EPS3.10 Novel CFTR modulator combinations directly address the ΔF508-CFTR NBD1 stability defect and enable full CFTR correction

Abstract

Objectives: CFTR mutations cause Cystic Fibrosis (CF). CFTR modulating drugs have improved CF outcomes, however, current drugs do not restore normal CFTR function to most patients. ΔF508, the most prevalent CF mutation, causes a loss of F508 within CFTR’s first Nucleotide Binding Domain (NBD1). This destabilizes NBD1 and impairs CFTR folding and function. ΔF508 also impairs CFTR domain-domain assembly, weakening the interface of NBD1 with CFTR’s fourth intracellular loop (ICL4) and transmembrane domain 1 (TMD1).
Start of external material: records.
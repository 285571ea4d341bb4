//! Connector records
//!
//! The UI shape of a connector part plus the draft edited by the connector
//! form. A connector's id is optional because legacy rows may predate
//! surrogate ids; such rows can be listed but not updated or deleted.

use parts_admin_core::{AdminError, AdminResult, ConnectorId, EntityKind, Record, Validatable};
use serde::{Deserialize, Serialize};

use crate::attachment::{AttachmentSlot, Attachments, UploadedPaths};
use crate::form::Draftable;

/// Placeholder shown for absent values
pub const EMPTY_CELL: &str = "—";

/// Render a price as `$x.xx`, or the empty-cell marker when absent
pub fn format_price(price: Option<f64>) -> String {
    match price {
        Some(p) => format!("${:.2}", p),
        None => EMPTY_CELL.to_string(),
    }
}

// ============================================================================
// Connector
// ============================================================================

/// A connector part as shown in the UI
#[derive(Debug, Clone, PartialEq, Serialize, Deserialize)]
pub struct Connector {
    /// Backend-assigned id, absent on legacy rows
    #[serde(default)]
    pub id: Option<ConnectorId>,

    /// Unique natural key, shown but never used to address the record
    #[serde(rename = "yazakiPN")]
    pub yazaki_pn: String,

    #[serde(rename = "customerPN")]
    pub customer_pn: String,

    #[serde(rename = "supplierPN")]
    pub supplier_pn: String,

    #[serde(rename = "supplierName")]
    pub supplier_name: String,

    #[serde(default)]
    pub name: Option<String>,

    #[serde(default)]
    pub price: Option<f64>,

    #[serde(default)]
    pub drawing_2d_path: Option<String>,

    #[serde(default)]
    pub model_3d_path: Option<String>,

    #[serde(default)]
    pub image_path: Option<String>,
}

impl Connector {
    /// Create a connector with the four required part numbers
    pub fn new(
        yazaki_pn: impl Into<String>,
        customer_pn: impl Into<String>,
        supplier_pn: impl Into<String>,
        supplier_name: impl Into<String>,
    ) -> Self {
        Self {
            id: None,
            yazaki_pn: yazaki_pn.into(),
            customer_pn: customer_pn.into(),
            supplier_pn: supplier_pn.into(),
            supplier_name: supplier_name.into(),
            name: None,
            price: None,
            drawing_2d_path: None,
            model_3d_path: None,
            image_path: None,
        }
    }

    /// Builder method to set the id
    pub fn with_id(mut self, id: i64) -> Self {
        self.id = Some(ConnectorId(id));
        self
    }

    /// Builder method to set the descriptive name
    pub fn with_name(mut self, name: impl Into<String>) -> Self {
        self.name = Some(name.into());
        self
    }

    /// Builder method to set the price
    pub fn with_price(mut self, price: f64) -> Self {
        self.price = Some(price);
        self
    }

    /// Price cell text
    pub fn price_label(&self) -> String {
        format_price(self.price)
    }

    /// Stored path for an attachment slot
    pub fn path_for(&self, slot: AttachmentSlot) -> Option<&str> {
        match slot {
            AttachmentSlot::Image => self.image_path.as_deref(),
            AttachmentSlot::Drawing2d => self.drawing_2d_path.as_deref(),
            AttachmentSlot::Model3d => self.model_3d_path.as_deref(),
        }
    }
}

impl Record for Connector {
    type Id = ConnectorId;

    const KIND: EntityKind = EntityKind::Connector;

    fn id(&self) -> Option<ConnectorId> {
        self.id
    }

    fn natural_key(&self) -> String {
        self.yazaki_pn.clone()
    }

    fn search_fields(&self) -> Vec<&str> {
        vec![&self.yazaki_pn, &self.customer_pn, &self.supplier_pn]
    }

    fn filter_value(&self) -> &str {
        &self.supplier_name
    }
}

// ============================================================================
// Connector Draft
// ============================================================================

/// Editable fields of a connector
///
/// Fields are kept as entered text and the price is parsed only when the
/// draft is turned into a record. A draft opened from a stored connector
/// remembers it: fields left untouched are sent back exactly as stored,
/// while edited fields are trimmed and blank optional fields become `None`.
#[derive(Debug, Clone, Default, PartialEq)]
pub struct ConnectorDraft {
    pub yazaki_pn: String,
    pub customer_pn: String,
    pub supplier_pn: String,
    pub supplier_name: String,
    pub name: String,
    pub price: String,
    pub drawing_2d_path: String,
    pub model_3d_path: String,
    pub image_path: String,
    pub attachments: Attachments,
    stored: Option<Connector>,
}

fn optional(text: &str) -> Option<String> {
    let trimmed = text.trim();
    (!trimmed.is_empty()).then(|| trimmed.to_string())
}

/// Text shown in the price input for a stored price
fn price_text(price: Option<f64>) -> String {
    price.map(|p| p.to_string()).unwrap_or_default()
}

/// Stored value when `entered` is unchanged, trimmed text otherwise
fn required_field(entered: &str, stored: Option<&String>) -> String {
    match stored {
        Some(stored) if stored == entered => stored.clone(),
        _ => entered.trim().to_string(),
    }
}

/// Stored value when `entered` is unchanged, [`optional`] otherwise
fn optional_field(entered: &str, stored: Option<&Option<String>>) -> Option<String> {
    match stored {
        Some(stored) if stored.as_deref().unwrap_or_default() == entered => stored.clone(),
        _ => optional(entered),
    }
}

impl ConnectorDraft {
    /// Parsed price, `Ok(None)` when left blank
    pub fn parsed_price(&self) -> AdminResult<Option<f64>> {
        let text = self.price.trim().trim_start_matches('$');
        if text.is_empty() {
            return Ok(None);
        }
        let value: f64 = text
            .parse()
            .map_err(|_| AdminError::InvalidDraft(vec![format!("'{}' is not a price", text)]))?;
        if !value.is_finite() || value < 0.0 {
            return Err(AdminError::InvalidDraft(vec![
                "Price must be zero or more".to_string(),
            ]));
        }
        Ok(Some(value))
    }

    /// Connector this draft was opened from, `None` for a new one
    pub fn stored(&self) -> Option<&Connector> {
        self.stored.as_ref()
    }

    /// Build the record to send, keeping `id` from the record being edited
    pub fn to_connector(&self, id: Option<ConnectorId>) -> AdminResult<Connector> {
        self.validate()?;
        let stored = self.stored.as_ref();

        let price = match stored {
            Some(c) if price_text(c.price) == self.price => c.price,
            _ => self.parsed_price()?,
        };

        Ok(Connector {
            id,
            yazaki_pn: required_field(&self.yazaki_pn, stored.map(|c| &c.yazaki_pn)),
            customer_pn: required_field(&self.customer_pn, stored.map(|c| &c.customer_pn)),
            supplier_pn: required_field(&self.supplier_pn, stored.map(|c| &c.supplier_pn)),
            supplier_name: required_field(&self.supplier_name, stored.map(|c| &c.supplier_name)),
            name: optional_field(&self.name, stored.map(|c| &c.name)),
            price,
            drawing_2d_path: optional_field(
                &self.drawing_2d_path,
                stored.map(|c| &c.drawing_2d_path),
            ),
            model_3d_path: optional_field(&self.model_3d_path, stored.map(|c| &c.model_3d_path)),
            image_path: optional_field(&self.image_path, stored.map(|c| &c.image_path)),
        })
    }

    /// Write uploaded paths into the matching path fields
    ///
    /// Slots without an uploaded path keep their current value.
    pub fn apply_uploaded(&mut self, uploaded: &UploadedPaths) {
        for (slot, path) in uploaded {
            let field = match slot {
                AttachmentSlot::Image => &mut self.image_path,
                AttachmentSlot::Drawing2d => &mut self.drawing_2d_path,
                AttachmentSlot::Model3d => &mut self.model_3d_path,
            };
            *field = path.clone();
        }
    }

    /// Base file name sent with uploads
    pub fn upload_base_name(&self) -> String {
        self.yazaki_pn
            .trim()
            .chars()
            .map(|c| if c.is_ascii_alphanumeric() || c == '-' || c == '_' { c } else { '_' })
            .collect()
    }
}

impl Validatable for ConnectorDraft {
    fn validate(&self) -> AdminResult<()> {
        let mut errors = Vec::new();

        let required = [
            ("Yazaki PN", &self.yazaki_pn),
            ("Customer PN", &self.customer_pn),
            ("Supplier PN", &self.supplier_pn),
            ("Supplier name", &self.supplier_name),
        ];
        for (label, value) in required {
            if value.trim().is_empty() {
                errors.push(format!("{} is required", label));
            }
        }

        if let Err(AdminError::InvalidDraft(mut price_errors)) = self.parsed_price() {
            errors.append(&mut price_errors);
        }

        if errors.is_empty() {
            Ok(())
        } else {
            Err(AdminError::InvalidDraft(errors))
        }
    }
}

impl From<&Connector> for ConnectorDraft {
    fn from(c: &Connector) -> Self {
        Self {
            yazaki_pn: c.yazaki_pn.clone(),
            customer_pn: c.customer_pn.clone(),
            supplier_pn: c.supplier_pn.clone(),
            supplier_name: c.supplier_name.clone(),
            name: c.name.clone().unwrap_or_default(),
            price: price_text(c.price),
            drawing_2d_path: c.drawing_2d_path.clone().unwrap_or_default(),
            model_3d_path: c.model_3d_path.clone().unwrap_or_default(),
            image_path: c.image_path.clone().unwrap_or_default(),
            attachments: Attachments::new(),
            stored: Some(c.clone()),
        }
    }
}

impl Draftable for Connector {
    type Draft = ConnectorDraft;

    fn to_draft(&self) -> ConnectorDraft {
        ConnectorDraft::from(self)
    }

    fn lock_key(&self, draft: &mut ConnectorDraft) {
        draft.yazaki_pn = self.yazaki_pn.clone();
    }
}

// ============================================================================
// Tests
// ============================================================================

#[cfg(test)]
mod tests {
    use super::*;
    use pretty_assertions::assert_eq;

    #[test]
    fn test_connector_ui_shape() {
        let c = Connector::new("A1", "C1", "S1", "Acme").with_id(5).with_price(10.0);
        let json = serde_json::to_value(&c).unwrap();
        assert_eq!(json["yazakiPN"], "A1");
        assert_eq!(json["supplierName"], "Acme");
        assert_eq!(json["id"], 5);
        assert!(json["image_path"].is_null());
    }

    #[test]
    fn test_legacy_row_without_id() {
        let c: Connector = serde_json::from_str(
            r#"{"yazakiPN":"A1","customerPN":"C1","supplierPN":"S1","supplierName":"Acme"}"#,
        )
        .unwrap();
        assert_eq!(c.id(), None);
        assert_eq!(c.natural_key(), "A1");
    }

    #[test]
    fn test_price_label() {
        assert_eq!(format_price(Some(10.0)), "$10.00");
        assert_eq!(format_price(Some(3.456)), "$3.46");
        assert_eq!(format_price(None), "—");
    }

    #[test]
    fn test_draft_requires_part_numbers() {
        let errors = ConnectorDraft::default().validation_errors();
        assert_eq!(
            errors,
            vec![
                "Yazaki PN is required",
                "Customer PN is required",
                "Supplier PN is required",
                "Supplier name is required",
            ]
        );
    }

    #[test]
    fn test_draft_price_parsing() {
        let mut draft = ConnectorDraft::from(&Connector::new("A1", "C1", "S1", "Acme"));
        assert_eq!(draft.parsed_price().unwrap(), None);

        draft.price = "$12.5".to_string();
        assert_eq!(draft.parsed_price().unwrap(), Some(12.5));

        draft.price = "-1".to_string();
        assert!(!draft.is_valid());

        draft.price = "abc".to_string();
        assert!(draft.to_connector(None).unwrap_err().is_validation());
    }

    #[test]
    fn test_draft_round_trip_keeps_id_and_nulls() {
        let original = Connector::new("A1", "C1", "S1", "Acme")
            .with_id(9)
            .with_name("Housing")
            .with_price(2.25);
        let rebuilt = original.to_draft().to_connector(original.id).unwrap();
        assert_eq!(rebuilt, original);
    }

    #[test]
    fn test_unchanged_draft_returns_stored_values() {
        let mut original = Connector::new(" A1", "C1 ", "S1", "Acme")
            .with_id(9)
            .with_price(0.1 + 0.2);
        original.name = Some(String::new());
        original.drawing_2d_path = Some("  ".to_string());
        original.image_path = Some("/images/A1.png".to_string());

        let rebuilt = original.to_draft().to_connector(original.id).unwrap();
        assert_eq!(rebuilt, original);
    }

    #[test]
    fn test_edited_fields_are_normalized() {
        let mut original = Connector::new("A1", "C1", "S1", "Acme").with_id(9);
        original.name = Some(String::new());
        original.image_path = Some("/images/A1.png".to_string());

        let mut draft = original.to_draft();
        draft.customer_pn = " C2 ".to_string();
        draft.image_path = "   ".to_string();
        draft.price = "$4".to_string();
        let rebuilt = draft.to_connector(original.id).unwrap();

        assert_eq!(rebuilt.customer_pn, "C2");
        assert_eq!(rebuilt.image_path, None);
        assert_eq!(rebuilt.price, Some(4.0));
        assert_eq!(rebuilt.name, Some(String::new()));
    }

    #[test]
    fn test_new_draft_turns_blanks_into_none() {
        let mut draft = ConnectorDraft::default();
        draft.yazaki_pn = " A1 ".to_string();
        draft.customer_pn = "C1".to_string();
        draft.supplier_pn = "S1".to_string();
        draft.supplier_name = "Acme".to_string();
        draft.name = "  ".to_string();

        let built = draft.to_connector(None).unwrap();
        assert_eq!(built, Connector::new("A1", "C1", "S1", "Acme"));
        assert!(draft.stored().is_none());
    }

    #[test]
    fn test_apply_uploaded_paths() {
        let mut draft = ConnectorDraft::from(&Connector::new("A 1/x", "C1", "S1", "Acme"));
        draft.drawing_2d_path = "/old.pdf".to_string();

        let mut uploaded = UploadedPaths::new();
        uploaded.insert(AttachmentSlot::Image, "/images/A_1_x.png".to_string());
        draft.apply_uploaded(&uploaded);

        assert_eq!(draft.image_path, "/images/A_1_x.png");
        assert_eq!(draft.drawing_2d_path, "/old.pdf");
        assert_eq!(draft.upload_base_name(), "A_1_x");
    }

    #[test]
    fn test_lock_key_restores_natural_key() {
        let original = Connector::new("A1", "C1", "S1", "Acme").with_id(1);
        let mut draft = original.to_draft();
        draft.yazaki_pn = "CHANGED".to_string();
        original.lock_key(&mut draft);
        assert_eq!(draft.yazaki_pn, "A1");
    }
}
Combining CFTR suppressor mutations that stabilize NBD1 with others that improve CFTR assembly can correct ΔF508 to wild-type (WT) levels. Without NBD1 stabilization, correction is significantly reduced. Drugs that stabilize NBD1 thus have the potential to improve treatment, but no current drugs fully address this defect. To restore WT function to ΔF508-CFTR, Sionna aims to discover and develop small molecule NBD1 stabilizers and CFTR assembly correctors for use in combination.